When I made the move to the operating room, I did so in a level 1 trauma center. I went through a 6 month training course. It was more than challenging. It was terrifying. It was exhilarating. It was really hard. I cried everyday for the first five years. Every time I cried, someone would tell me I needed to toughen up. And toughen up I did.
I work with a tough crowd. But the toughest work in the trauma centers. And with good reason. We see things that people should never have to see. Working in the trauma center is as close to war as one can be in a civilian setting. So much so, that military surgeons get sent to the level 1 trauma centers for fellowships, to prepare them for combat zones.

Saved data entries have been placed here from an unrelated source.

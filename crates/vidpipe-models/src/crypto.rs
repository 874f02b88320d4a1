//! Identifiers, content digests and keyed signatures.
//!
//! Identifiers name per-job workspaces and storage keys, so they must be safe
//! as both a path component and an object key segment. Digests and signatures
//! are encoded as unpadded base64url.

use std::fmt;
use std::str::FromStr;

use base64::{engine::general_purpose::URL_SAFE_NO_PAD, Engine};
use hmac::{Hmac, Mac};
use rand::Rng;
use serde::{Deserialize, Serialize};
use sha2::{Digest, Sha256, Sha384, Sha512};
use thiserror::Error;
use uuid::Uuid;

/// Result type for crypto operations.
pub type CryptoResult<T> = Result<T, CryptoError>;

/// Errors raised by the signing helpers.
#[derive(Debug, Error)]
pub enum CryptoError {
    #[error("Invalid HMAC key: {0}")]
    InvalidKey(String),

    #[error("Unsupported hash algorithm: {0}")]
    UnsupportedAlgorithm(String),
}

/// Digest algorithm used by [`hash`] and [`hmac_digest`].
#[derive(Debug, Clone, Copy, PartialEq, Eq, Hash, Default, Serialize, Deserialize)]
#[serde(rename_all = "lowercase")]
pub enum HashAlgorithm {
    #[default]
    Sha256,
    Sha384,
    Sha512,
}

impl HashAlgorithm {
    pub fn as_str(&self) -> &'static str {
        match self {
            HashAlgorithm::Sha256 => "sha256",
            HashAlgorithm::Sha384 => "sha384",
            HashAlgorithm::Sha512 => "sha512",
        }
    }
}

impl fmt::Display for HashAlgorithm {
    fn fmt(&self, f: &mut fmt::Formatter<'_>) -> fmt::Result {
        f.write_str(self.as_str())
    }
}

impl FromStr for HashAlgorithm {
    type Err = CryptoError;

    fn from_str(s: &str) -> Result<Self, Self::Err> {
        match s.to_ascii_lowercase().replace('-', "").as_str() {
            "sha256" => Ok(HashAlgorithm::Sha256),
            "sha384" => Ok(HashAlgorithm::Sha384),
            "sha512" => Ok(HashAlgorithm::Sha512),
            other => Err(CryptoError::UnsupportedAlgorithm(other.to_string())),
        }
    }
}

/// Generate a new globally unique identifier (UUID v4, hyphenated).
pub fn new_identifier() -> String {
    Uuid::new_v4().to_string()
}

/// Compute a deterministic digest of `payload`.
pub fn hash(payload: impl AsRef<[u8]>, algorithm: HashAlgorithm) -> String {
    let payload = payload.as_ref();
    let digest = match algorithm {
        HashAlgorithm::Sha256 => Sha256::digest(payload).to_vec(),
        HashAlgorithm::Sha384 => Sha384::digest(payload).to_vec(),
        HashAlgorithm::Sha512 => Sha512::digest(payload).to_vec(),
    };
    URL_SAFE_NO_PAD.encode(digest)
}

/// Check `payload` against a digest produced with the default algorithm.
pub fn compare_with_hash(payload: impl AsRef<[u8]>, expected: &str) -> bool {
    hash(payload, HashAlgorithm::default()) == expected
}

macro_rules! keyed_mac {
    ($digest:ty, $secret:expr) => {
        Hmac::<$digest>::new_from_slice($secret).map_err(|e| CryptoError::InvalidKey(e.to_string()))
    };
}

fn mac_bytes(secret: &[u8], payload: &[u8], algorithm: HashAlgorithm) -> CryptoResult<Vec<u8>> {
    let bytes = match algorithm {
        HashAlgorithm::Sha256 => {
            let mut mac = keyed_mac!(Sha256, secret)?;
            mac.update(payload);
            mac.finalize().into_bytes().to_vec()
        }
        HashAlgorithm::Sha384 => {
            let mut mac = keyed_mac!(Sha384, secret)?;
            mac.update(payload);
            mac.finalize().into_bytes().to_vec()
        }
        HashAlgorithm::Sha512 => {
            let mut mac = keyed_mac!(Sha512, secret)?;
            mac.update(payload);
            mac.finalize().into_bytes().to_vec()
        }
    };
    Ok(bytes)
}

/// Keyed digest of `payload`, base64url encoded.
pub fn hmac_digest(secret: &str, payload: &str, algorithm: HashAlgorithm) -> CryptoResult<String> {
    let bytes = mac_bytes(secret.as_bytes(), payload.as_bytes(), algorithm)?;
    Ok(URL_SAFE_NO_PAD.encode(bytes))
}

/// Sign `payload` as `<payload>.<HMAC-SHA256 signature>`.
pub fn sign(secret: &str, payload: &str) -> CryptoResult<String> {
    let signature = hmac_digest(secret, payload, HashAlgorithm::Sha256)?;
    Ok(format!("{}.{}", payload, signature))
}

/// Verify a payload produced by [`sign`].
///
/// Returns `Ok(None)` when the input is malformed or the signature does not
/// match. Returns an error only for an unusable key.
pub fn verify(secret: &str, signed: &str) -> CryptoResult<Option<String>> {
    // The signature alphabet never contains '.', so the last separator is authoritative.
    let Some((payload, sig_encoded)) = signed.rsplit_once('.') else {
        return Ok(None);
    };

    let sig_bytes = match URL_SAFE_NO_PAD.decode(sig_encoded) {
        Ok(bytes) => bytes,
        Err(_) => return Ok(None),
    };

    let mut mac = keyed_mac!(Sha256, secret.as_bytes())?;
    mac.update(payload.as_bytes());

    if mac.verify_slice(&sig_bytes).is_err() {
        return Ok(None);
    }

    Ok(Some(payload.to_string()))
}

/// Random numeric code of `length` decimal digits.
pub fn random_code(length: usize) -> String {
    let mut rng = rand::rng();
    (0..length)
        .map(|_| char::from(b'0' + rng.random_range(0..10u8)))
        .collect()
}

But a marvelous thing happened to me ten years ago. Jesus. The Lord pulled me out of the pit of hell and placed me back on solid ground. Since then, he’s been chipping away at my super hard exterior, making me more compassionate toward the ones who toughened me up, the co-workers who chastise me for being human, crying.
Now the challenge I face is to be the hands and feet and heart of Jesus to patients and co-workers alike, to silence the voice in my head that says
They’re not worth the trouble. You’re too nice for them. They made you too mean for Mercy Ships. Now you don’t fit in anywhere at all!
It is not easy, this changing into the person God created me to be, believing I can be light in a dark place where we witness so much sadness. But I must try. I must choose to pray for my co-workers the way Jesus prays for me. I must choose to silence the voice. Everyday.